Chapter 29

Chapter Twenty-Nine

NAOMI

My birthday game night had been a total domination from Lois and me, but that teamwork counted for nothing when we were on opposite sides of the court.

Lois was fighting to defend her title, and she was punishing my weaker backhand with her serve in order to get there. But my serve was on fire today, and she couldn’t get to grips with it.

Fighting tooth and nail had led us to a first set tiebreak, and even I didn’t know how it was going to go. Tiebreaks were so fragile, and one mistake could be enough to cost us the first set.

As I waited for the balls to come back down my end, I looked over at my box.

Wyatt made a sweeping motion with his hand, his way of saying I should serve out wide more.

I’d noticed over my last two service games that she’d really been struggling with the return when I went out there, so it was good to know that Wyatt agreed.

I was so used to only seeing Wyatt and Alisha in my box that it took me a moment to notice a third person there.

All black outfit, arms crossed, making his chest look alarmingly broad. Sunglasses on. A backwards white cap covering damp hair that was curling around his ears.

Sam.

I knew he was getting a strength session in today as he came in with us, but he said he’d wait for us in the players lounge when he was done. Alisha had asked him if that was a good idea because on our day, Lois and I could play for hours.

And we were both on our day.

Clearly, he’d changed his mind.

I was aware Sam watched me play in an abstract sense.

But it felt oddly intimate for him to watch from this close to the court.

Right next to my siblings. Since I’d changed to this set-up, no one else had been in that box but those two.

If my parents or any other friends came to watch me, they were buried in the crowd somewhere.

That was how I liked it, and it’d been working for me just fine.

Sam being there felt like it should change the energy I was getting from the box, which was chill, but as I looked at them, I realised it didn’t feel all that different. Mid-match was not the place to figure out why that was. Or to think about how this was going to become a thing with the media.

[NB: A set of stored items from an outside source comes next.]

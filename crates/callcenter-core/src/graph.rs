//! The call graph: the fixed single-entry, single-exit turn runner.
//!
//! Topology:
//!
//!   Start → Preprocess → Classify → Route → {one of six handlers} → End
//!
//! Every transition is unconditional except Classified → Handled, which is a
//! six-way branch chosen by `router::route`. Exactly one handler runs per
//! turn, and no stage is ever revisited. The graph is built once and shared
//! across turns; the per-turn `CallState` is moved through it by value.

use std::collections::BTreeMap;
use std::fmt;

use serde::Serialize;
use tracing::{debug, info, warn};

use callcenter_contracts::{
    error::{CallcenterError, CallcenterResult},
    intent::{HandlerName, IntentLabel},
    nlu::clamp_confidence,
    state::{CallState, TranscriptEntry},
};

use crate::{
    preprocess::preprocess,
    router::route,
    traits::{IntentClassifier, ResponseHandler},
};

/// Positions in the turn state machine, in the order they are entered.
#[derive(Debug, Clone, Copy, PartialEq, Eq, Serialize)]
#[serde(rename_all = "snake_case")]
pub enum Stage {
    Start,
    Preprocessed,
    Classified,
    Handled,
    End,
}

impl fmt::Display for Stage {
    fn fmt(&self, f: &mut fmt::Formatter<'_>) -> fmt::Result {
        let name = match self {
            Stage::Start => "start",
            Stage::Preprocessed => "preprocessed",
            Stage::Classified => "classified",
            Stage::Handled => "handled",
            Stage::End => "end",
        };
        f.write_str(name)
    }
}

/// The outcome of one call turn.
///
/// Both variants carry a complete, usable `CallState`; nothing inside the
/// graph propagates a failure past the turn boundary.
#[derive(Debug)]
pub enum TurnResult {
    /// The routed handler produced a script.
    Handled {
        state: CallState,
        handler: HandlerName,
    },

    /// The routed handler failed; `state` carries the system-error script.
    Degraded {
        state: CallState,
        handler: HandlerName,
        reason: String,
    },
}

impl TurnResult {
    pub fn state(&self) -> &CallState {
        match self {
            TurnResult::Handled { state, .. } | TurnResult::Degraded { state, .. } => state,
        }
    }

    pub fn into_state(self) -> CallState {
        match self {
            TurnResult::Handled { state, .. } | TurnResult::Degraded { state, .. } => state,
        }
    }

    /// The handler the router chose for this turn.
    pub fn handler(&self) -> HandlerName {
        match self {
            TurnResult::Handled { handler, .. } | TurnResult::Degraded { handler, .. } => *handler,
        }
    }

    pub fn is_degraded(&self) -> bool {
        matches!(self, TurnResult::Degraded { .. })
    }
}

I accepted three balls on my racquet, threw one back, pushed the other one up my shorts and bounced the third.

I served out wide. Lois couldn’t get a racquet to it, and then it was her serve again.

Lois tried to beat me at my own game and served her next ball out wide, but she forgot I was left-handed, so instead of serving to my backhand, like she planned, she served perfectly to my forehand.

I punished her for it and went up a mini-break.

Then I went three–love up. Lois let out a loud roar in frustration as she watched my serve land straight on the T, just out of reach, to go four–love up.

I’d broken her. Both in the game and in spirit.

I knocked the defending champion out.